Input data below:

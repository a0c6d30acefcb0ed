//! `[validation]` section.

use keel_core::{DatetimeCoerceClass, Options};
use serde::{Deserialize, Serialize};

use crate::ConfigError;

fn default_scope() -> String {
    "default".to_string()
}

#[derive(Debug, Clone, PartialEq, Eq, Deserialize, Serialize)]
pub struct ValidationConfig {
    /// Convert values to their declared type where possible.
    #[serde(default)]
    pub coerce_value: bool,

    /// Target representation for `date` and `date-time` strings. Only used
    /// when `coerce_value` is on.
    #[serde(default, skip_serializing_if = "Option::is_none")]
    pub datetime_coerce_class: Option<DatetimeCoerceClass>,

    /// Registry scope to validate with.
    #[serde(default = "default_scope")]
    pub scope: String,
}

impl ValidationConfig {
    /// Per-call options for the validator.
    #[must_use]
    pub const fn options(&self) -> Options {
        Options {
            coerce_value: self.coerce_value,
            datetime_coerce_class: self.datetime_coerce_class,
        }
    }

    pub(crate) fn check(&self) -> Result<(), ConfigError> {
        if self.scope.trim().is_empty() {
            return Err(ConfigError::InvalidValue {
                field: "validation.scope".to_string(),
                reason: "scope name must not be empty".to_string(),
            });
        }
        Ok(())
    }
}

impl Default for ValidationConfig {
    fn default() -> Self {
        Self {
            coerce_value: false,
            datetime_coerce_class: None,
            scope: default_scope(),
        }
    }
}
//! Helpers over `serde_json::Value` used when checking and coercing scalars.

use serde_json::{Number, Value};

/// Name of the runtime shape of `value`, as used in error messages.
#[must_use]
pub fn json_type_name(value: &Value) -> &'static str {
    match value {
        Value::Null => "null",
        Value::Bool(_) => "boolean",
        Value::Number(n) => {
            if n.is_f64() {
                "number"
            } else {
                "integer"
            }
        }
        Value::String(_) => "string",
        Value::Array(_) => "array",
        Value::Object(_) => "object",
    }
}

/// Whether `value` is a JSON number stored as an integer.
#[must_use]
pub fn is_integer(value: &Value) -> bool {
    value.is_i64() || value.is_u64()
}

/// `f` as an `i64` when it is finite, has no fractional part, and fits.
#[must_use]
#[allow(clippy::cast_possible_truncation, clippy::cast_precision_loss)]
pub fn exact_i64(f: f64) -> Option<i64> {
    // i64::MAX as f64 rounds up to 2^63, which is itself out of range.
    if f.is_finite() && f.fract() == 0.0 && f >= i64::MIN as f64 && f < i64::MAX as f64 {
        Some(f as i64)
    } else {
        None
    }
}

/// Numeric equality across integer and float storage, structural equality
/// otherwise. `1` and `1.0` compare equal.
#[must_use]
pub fn loosely_equal(a: &Value, b: &Value) -> bool {
    match (a, b) {
        (Value::Number(x), Value::Number(y)) => numbers_equal(x, y),
        (Value::Array(xs), Value::Array(ys)) => {
            xs.len() == ys.len() && xs.iter().zip(ys).all(|(x, y)| loosely_equal(x, y))
        }
        (Value::Object(xm), Value::Object(ym)) => {
            xm.len() == ym.len()
                && xm
                    .iter()
                    .all(|(k, x)| ym.get(k).is_some_and(|y| loosely_equal(x, y)))
        }
        _ => a == b,
    }
}

// Floats compare exactly.
#[allow(clippy::float_cmp)]
fn numbers_equal(x: &Number, y: &Number) -> bool {
    if let (Some(a), Some(b)) = (x.as_i64(), y.as_i64()) {
        return a == b;
    }
    if let (Some(a), Some(b)) = (x.as_u64(), y.as_u64()) {
        return a == b;
    }
    match (x.as_f64(), y.as_f64()) {
        (Some(a), Some(b)) => a == b,
        _ => false,
    }
}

End of Input data.

From the records above, copy out the line with "in error messages.", the line with "as an integer.", and every line between them, word for word.

Answer box:
/// Name of the runtime shape of `value`, as used in error messages.
#[must_use]
pub fn json_type_name(value: &Value) -> &'static str {
    match value {
        Value::Null => "null",
        Value::Bool(_) => "boolean",
        Value::Number(n) => {
            if n.is_f64() {
                "number"
            } else {
                "integer"
            }
        }
        Value::String(_) => "string",
        Value::Array(_) => "array",
        Value::Object(_) => "object",
    }
}

/// Whether `value` is a JSON number stored as an integer.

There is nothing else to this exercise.